1) Example of a descriptive annotation. Taken from Humanities Abstracts, and put into MLA format:
Djwa, Sandra. "P.K. Page: A Portrait of the Artist as a Young Woman." Journal of Canadian Studies 38.1 (2004): 9-22. Web. 10 August 2009.
This essay traces some aspects of the development of P.K. Page (1916-) Canadian poet, writer and visual artist, from her early childhood up to 1944 when she received the Oscar Blumenthal Award for excellence from Poetry (Chicago). It draws upon unpublished letters, photographs, poems and interviews to show that the adolescent Page was exposed to English modernism, especially art and literature in 1934-1935. She read Virginia Woolf and Katherine Mansfield whose feminist and aesthetic concerns inform the progress of some of her early poems and a novella, The Sun and the Moon. Subsequently, in the early 1940s, Page developed a more impersonal poetry in response to T.S. Eliot's objective correlative. The influence of her own early poetry and prose on later writers like Margaret Atwood is briefly indicated.
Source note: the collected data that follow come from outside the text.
//! Explicit reconciliation run state machine
//!
//! `SelectKind -> LoadLedger -> LoadStatement -> SetTolerances -> Ready ->
//! Executed`, with `reset` returning to the start. Each forward operation
//! checks the prior step's preconditions; violations surface as
//! [`ReconError::InvalidStep`] and leave the session untouched. The struct
//! replaces what used to be ambient global step/tolerance state in the UI.

use serde::{Deserialize, Serialize};

use crate::matcher::match_entries;
use crate::normalize::{normalize_rows, RawRow};
use crate::report::build_report;
use crate::types::{
    Entry, EntrySide, ReconError, ReconResult, ReconciliationReport, RowError, StatementKind,
    ToleranceConfig,
};

/// Where a session currently is in the run workflow
#[derive(Debug, Clone, Copy, PartialEq, Eq, Serialize, Deserialize)]
#[serde(rename_all = "snake_case")]
pub enum SessionStep {
    SelectKind,
    LoadLedger,
    LoadStatement,
    SetTolerances,
    Ready,
    Executed,
}

impl std::fmt::Display for SessionStep {
    fn fmt(&self, f: &mut std::fmt::Formatter<'_>) -> std::fmt::Result {
        let name = match self {
            SessionStep::SelectKind => "select_kind",
            SessionStep::LoadLedger => "load_ledger",
            SessionStep::LoadStatement => "load_statement",
            SessionStep::SetTolerances => "set_tolerances",
            SessionStep::Ready => "ready",
            SessionStep::Executed => "executed",
        };
        write!(f, "{name}")
    }
}

/// State for one reconciliation run
///
/// Entries are created by loading rows, consumed by a single `execute`,
/// and discarded on `reset`. No two runs share state.
#[derive(Debug, Clone)]
pub struct ReconciliationSession {
    step: SessionStep,
    kind: Option<StatementKind>,
    ledger: Vec<Entry>,
    statement: Vec<Entry>,
    tolerance: ToleranceConfig,
    row_errors: Vec<RowError>,
    report: Option<ReconciliationReport>,
}

impl ReconciliationSession {
    pub fn new() -> Self {
        Self {
            step: SessionStep::SelectKind,
            kind: None,
            ledger: Vec::new(),
            statement: Vec::new(),
            tolerance: ToleranceConfig::default(),
            row_errors: Vec::new(),
            report: None,
        }
    }

    fn expect_step(&self, expected: SessionStep) -> ReconResult<()> {
        if self.step == expected {
            Ok(())
        } else {
            Err(ReconError::InvalidStep {
                expected: expected.to_string(),
                actual: self.step.to_string(),
            })
        }
    }

    /// Current workflow step
    pub fn step(&self) -> SessionStep {
        self.step
    }

    /// Kind chosen for this run, once selected
    pub fn kind(&self) -> Option<StatementKind> {
        self.kind
    }

    /// Row-level parse errors accumulated while loading both sides
    pub fn row_errors(&self) -> &[RowError] {
        &self.row_errors
    }

    /// Tolerances the run will execute with
    pub fn tolerance(&self) -> ToleranceConfig {
        self.tolerance
    }

    /// The computed report, available after `execute`
    pub fn report(&self) -> Option<&ReconciliationReport> {
        self.report.as_ref()
    }

    /// Step 1: choose what kind of statement is being reconciled
    pub fn select_kind(&mut self, kind: StatementKind) -> ReconResult<()> {
        self.expect_step(SessionStep::SelectKind)?;
        self.kind = Some(kind);
        self.step = SessionStep::LoadLedger;
        Ok(())
    }

    /// Step 2: load and normalize the ledger rows
    ///
    /// Row-level errors are retained for reporting but only an entirely
    /// unparseable file blocks progression.
    pub fn load_ledger(&mut self, rows: &[RawRow]) -> ReconResult<usize> {
        self.expect_step(SessionStep::LoadLedger)?;
        let batch = normalize_rows(EntrySide::Ledger, rows);
        if batch.is_empty() {
            self.row_errors.extend(batch.errors);
            return Err(ReconError::EmptyInput(EntrySide::Ledger));
        }
        let loaded = batch.entries.len();
        self.ledger = batch.entries;
        self.row_errors.extend(batch.errors);
        self.step = SessionStep::LoadStatement;
        Ok(loaded)
    }

    /// Step 3: load and normalize the statement rows
    pub fn load_statement(&mut self, rows: &[RawRow]) -> ReconResult<usize> {
        self.expect_step(SessionStep::LoadStatement)?;
        let batch = normalize_rows(EntrySide::Statement, rows);
        if batch.is_empty() {
            self.row_errors.extend(batch.errors);
            return Err(ReconError::EmptyInput(EntrySide::Statement));
        }
        let loaded = batch.entries.len();
        self.statement = batch.entries;
        self.row_errors.extend(batch.errors);
        self.step = SessionStep::SetTolerances;
        Ok(loaded)
    }

    /// Step 4: fix the tolerances for this run
    pub fn set_tolerances(&mut self, tolerance: ToleranceConfig) -> ReconResult<()> {
        self.expect_step(SessionStep::SetTolerances)?;
        tolerance.validate()?;
        self.tolerance = tolerance;
        self.step = SessionStep::Ready;
        Ok(())
    }

    /// Step 5: run the matcher and aggregate the report
    ///
    /// One run per input set; executing again requires `reset`.
    pub fn execute(&mut self) -> ReconResult<&ReconciliationReport> {
        self.expect_step(SessionStep::Ready)?;
        let matched = match_entries(&self.ledger, &self.statement, &self.tolerance);
        let report = build_report(&self.ledger, &self.statement, matched);
        self.step = SessionStep::Executed;
        Ok(self.report.insert(report))
    }

    /// Discard all run state and return to the first step
    pub fn reset(&mut self) {
        *self = Self::new();
    }
}

impl Default for ReconciliationSession {
    fn default() -> Self {
        Self::new()
    }
}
2) Example of a critical annotation. Taken from Cultural Anthropology by Josephine Z. Kibbee, and put into APA format:
Gulick, J. (2003). The Humanity of Cities: An Introduction to Urban Societies. Granby, MA: Bergin and Garvey.
This overview text uses empirical findings to describe aspects of life in cities and presents theories and interpretations of urban life. Each chapter addresses a set of issues of major concern to urban scholars, such as the evolution of cities, livelihoods, subcultures, and social problems. Included throughout are references to both the classic and contemporary literature in the field, culminating in a bibliography of over 500 items. The subject index is particularly well constructed, providing easy identification of topics such as AIDS and the homeless as well as individual cities and subcultures.
NOTE: Check the Primo Catalogue to see if the items are available in the library.